- _Work instructions_:
The answer must consist of every line from the entries that holds the word "attrs".

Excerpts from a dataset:
»»

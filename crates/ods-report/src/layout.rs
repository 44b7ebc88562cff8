//! Report content as a flat list of styled blocks.

use chrono::{DateTime, Utc};
use ods_core::{
  dataset::Dataset, hierarchy::HierarchyRecord, id::ObjectId, object::ObjectRecord,
  relation::RelationRecord,
};

use crate::ReportKind;

#[derive(Debug, Clone, Copy, PartialEq, Eq)]
pub enum Style {
  Title,
  Heading,
  Subheading,
  Body,
}

#[derive(Debug, Clone, PartialEq)]
pub enum Block {
  Text { style: Style, text: String },
  /// Vertical gap in points.
  Space(u16),
}

/// Accumulates blocks; keeps `compose` readable.
#[derive(Default)]
struct Sheet(Vec<Block>);

impl Sheet {
  fn text(&mut self, style: Style, text: impl Into<String>) {
    self.0.push(Block::Text { style, text: text.into() });
  }

  fn title(&mut self, text: impl Into<String>) { self.text(Style::Title, text) }
  fn heading(&mut self, text: impl Into<String>) { self.text(Style::Heading, text) }
  fn sub(&mut self, text: impl Into<String>) { self.text(Style::Subheading, text) }
  fn body(&mut self, text: impl Into<String>) { self.text(Style::Body, text) }
  fn bullet(&mut self, text: impl AsRef<str>) {
    self.text(Style::Body, format!("  - {}", text.as_ref()))
  }
  fn space(&mut self, pts: u16) { self.0.push(Block::Space(pts)) }
}

/// Build the blocks of a `kind` report.
pub fn compose(
  kind: ReportKind,
  dataset: &Dataset,
  generated_at: DateTime<Utc>,
) -> Vec<Block> {
  let mut sheet = Sheet::default();
  sheet.title(kind.title());
  sheet.body(format!(
    "Generated on: {}",
    generated_at.format("%Y-%m-%d %H:%M:%S UTC")
  ));
  sheet.space(30);

  match kind {
    ReportKind::Objects => objects_section(&mut sheet, &dataset.objects),
    ReportKind::Relations => relations_section(&mut sheet, dataset),
    ReportKind::Hierarchies => hierarchies_section(&mut sheet, dataset),
    ReportKind::Full => full_report(&mut sheet, dataset),
  }
  sheet.0
}

fn kind_of<'a>(dataset: &'a Dataset, id: &ObjectId) -> &'a str {
  dataset.object(id).map_or("Unknown", |o| o.kind.as_str())
}

fn relation_heading(dataset: &Dataset, index: usize, r: &RelationRecord) -> String {
  format!(
    "{index}. {} -> {}",
    dataset.object_name(&r.primary_object_id),
    r.relation_type.replace('_', " ")
  )
}

fn parent_heading(dataset: &Dataset, parent: Option<&ObjectId>) -> String {
  let name = parent.map_or("Root Level", |id| dataset.object_name(id));
  format!("Parent: {name}")
}

// ─── Single-collection reports ───────────────────────────────────────────────

fn objects_section(sheet: &mut Sheet, objects: &[ObjectRecord]) {
  if objects.is_empty() {
    sheet.body("No objects found.");
    return;
  }
  for (i, o) in objects.iter().enumerate() {
    sheet.heading(format!("{}. {}", i + 1, o.name));
    sheet.body(format!("Type: {}", o.kind));
    if !o.description.is_empty() {
      sheet.body(format!("Description: {}", o.description));
    }
    if !o.attributes.is_empty() {
      let attrs: Vec<_> = o.attributes.iter().map(|(k, v)| format!("{k}: {v}")).collect();
      sheet.body(format!("Attributes: {}", attrs.join(", ")));
    }
    if !o.tables.is_empty() {
      sheet.body("Tables:");
      for t in &o.tables {
        sheet.bullet(&t.name);
      }
    }
    sheet.space(20);
  }
}

fn relations_section(sheet: &mut Sheet, dataset: &Dataset) {
  if dataset.relations.is_empty() {
    sheet.body("No relations found.");
    return;
  }
  for (i, r) in dataset.relations.iter().enumerate() {
    sheet.heading(relation_heading(dataset, i + 1, r));
    if !r.secondary_object_ids.is_empty() {
      sheet.body("Related Objects:");
      for id in &r.secondary_object_ids {
        sheet.bullet(format!(
          "{} ({})",
          dataset.object_name(id),
          kind_of(dataset, id)
        ));
      }
    }
    if let Some(desc) = r.description.as_deref().filter(|d| !d.is_empty()) {
      sheet.body(format!("Description: {desc}"));
    }
    sheet.space(20);
  }
}

fn hierarchy_children(sheet: &mut Sheet, dataset: &Dataset, h: &HierarchyRecord) {
  if h.child_object_ids.is_empty() {
    return;
  }
  // Root-level (0) groupings are labelled as the first level.
  let level = if h.level == 0 { 1 } else { h.level };
  sheet.body(format!("Level {level} Children:"));
  for id in &h.child_object_ids {
    sheet.bullet(format!("{} ({})", dataset.object_name(id), kind_of(dataset, id)));
  }
}

fn hierarchies_section(sheet: &mut Sheet, dataset: &Dataset) {
  if dataset.hierarchies.is_empty() {
    sheet.body("No hierarchies found.");
    return;
  }
  for (parent, group) in dataset.hierarchies_by_parent() {
    sheet.heading(parent_heading(dataset, parent));
    for h in group {
      hierarchy_children(sheet, dataset, h);
    }
    sheet.space(20);
  }
}

// ─── Complete report ─────────────────────────────────────────────────────────

fn full_report(sheet: &mut Sheet, dataset: &Dataset) {
  sheet.heading("OBJECTS");
  if dataset.objects.is_empty() {
    sheet.body("No objects found.");
  }
  for (i, o) in dataset.objects.iter().enumerate() {
    sheet.sub(format!("{}. {} ({})", i + 1, o.name, o.kind));
    if !o.description.is_empty() {
      sheet.body(format!("Description: {}", o.description));
    }
    sheet.space(10);
  }
  sheet.space(30);

  sheet.heading("RELATIONS");
  if dataset.relations.is_empty() {
    sheet.body("No relations found.");
  }
  for (i, r) in dataset.relations.iter().enumerate() {
    sheet.sub(relation_heading(dataset, i + 1, r));
    if let Some(desc) = r.description.as_deref().filter(|d| !d.is_empty()) {
      sheet.body(format!("Description: {desc}"));
    }
    sheet.space(10);
  }
  sheet.space(30);

  sheet.heading("HIERARCHIES");
  if dataset.hierarchies.is_empty() {
    sheet.body("No hierarchies found.");
  }
  for (parent, group) in dataset.hierarchies_by_parent() {
    sheet.sub(parent_heading(dataset, parent));
    for id in group.iter().flat_map(|h| &h.child_object_ids) {
      sheet.bullet(dataset.object_name(id));
    }
    sheet.space(10);
  }

  sheet.space(30);
  sheet.body("Generated by Object Design System");
}

#[cfg(test)]
mod tests {
  use chrono::TimeZone;
  use ods_core::hierarchy::HierarchyRecord;

  use super::*;

  fn texts(blocks: &[Block]) -> Vec<&str> {
    blocks
      .iter()
      .filter_map(|b| match b {
        Block::Text { text, .. } => Some(text.as_str()),
        Block::Space(_) => None,
      })
      .collect()
  }

  fn at() -> DateTime<Utc> { Utc.with_ymd_and_hms(2024, 5, 1, 12, 30, 0).unwrap() }

  #[test]
  fn every_report_opens_with_title_and_timestamp() {
    for kind in [
      ReportKind::Objects,
      ReportKind::Relations,
      ReportKind::Hierarchies,
      ReportKind::Full,
    ] {
      let blocks = compose(kind, &Dataset::default(), at());
      assert_eq!(
        blocks[0],
        Block::Text { style: Style::Title, text: kind.title().to_owned() }
      );
      assert_eq!(texts(&blocks)[1], "Generated on: 2024-05-01 12:30:00 UTC");
    }
  }

  #[test]
  fn objects_report_lists_type_attributes_and_tables() {
    let blocks = compose(ReportKind::Objects, &Dataset::sample(), at());
    let lines = texts(&blocks);
    assert!(lines.contains(&"1. User Management System"));
    assert!(lines.contains(&"Type: Item"));
    assert!(lines.contains(&"Tables:"));
    assert!(lines.contains(&"  - User Permissions"));
    assert!(lines.iter().any(|l| l.starts_with("Attributes: ")));
  }

  #[test]
  fn relations_report_names_endpoints() {
    let blocks = compose(ReportKind::Relations, &Dataset::sample(), at());
    let lines = texts(&blocks);
    assert!(lines.contains(&"1. User Management System -> Item-to-Document"));
    assert!(lines.contains(&"  - Product Catalog (Document)"));
  }

  #[test]
  fn underscores_in_relation_type_become_spaces() {
    let mut ds = Dataset::sample();
    ds.relations[0].relation_type = "depends_on".into();
    let blocks = compose(ReportKind::Relations, &ds, at());
    assert!(texts(&blocks).contains(&"1. User Management System -> depends on"));
  }

  #[test]
  fn dangling_children_render_as_unknown() {
    let blocks = compose(ReportKind::Hierarchies, &Dataset::sample(), at());
    let lines = texts(&blocks);
    assert!(lines.contains(&"Parent: User Management System"));
    assert!(lines.contains(&"  - Unknown (Unknown)"));
  }

  #[test]
  fn parentless_hierarchies_group_under_root_level() {
    let mut ds = Dataset::default();
    ds.hierarchies.push(HierarchyRecord {
      id:               "h".into(),
      parent_object_id: None,
      child_object_ids: vec!["x".into()],
      level:            0,
      properties:       Default::default(),
    });
    let blocks = compose(ReportKind::Hierarchies, &ds, at());
    let lines = texts(&blocks);
    assert!(lines.contains(&"Parent: Root Level"));
    assert!(lines.contains(&"Level 1 Children:"));
    assert!(!lines.contains(&"Level 0 Children:"));
  }

  #[test]
  fn nonzero_levels_are_printed_as_is() {
    let mut ds = Dataset::sample();
    ds.hierarchies[0].level = 3;
    let blocks = compose(ReportKind::Hierarchies, &ds, at());
    assert!(texts(&blocks).contains(&"Level 3 Children:"));
  }

  #[test]
  fn empty_collections_say_so() {
    let blocks = compose(ReportKind::Full, &Dataset::default(), at());
    let lines = texts(&blocks);
    assert!(lines.contains(&"No objects found."));
    assert!(lines.contains(&"No relations found."));
    assert!(lines.contains(&"No hierarchies found."));
    assert_eq!(lines.last(), Some(&"Generated by Object Design System"));
  }
}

««

- _Solution to this task_:
      let attrs: Vec<_> = o.attributes.iter().map(|(k, v)| format!("{k}: {v}")).collect();
      sheet.body(format!("Attributes: {}", attrs.join(", ")));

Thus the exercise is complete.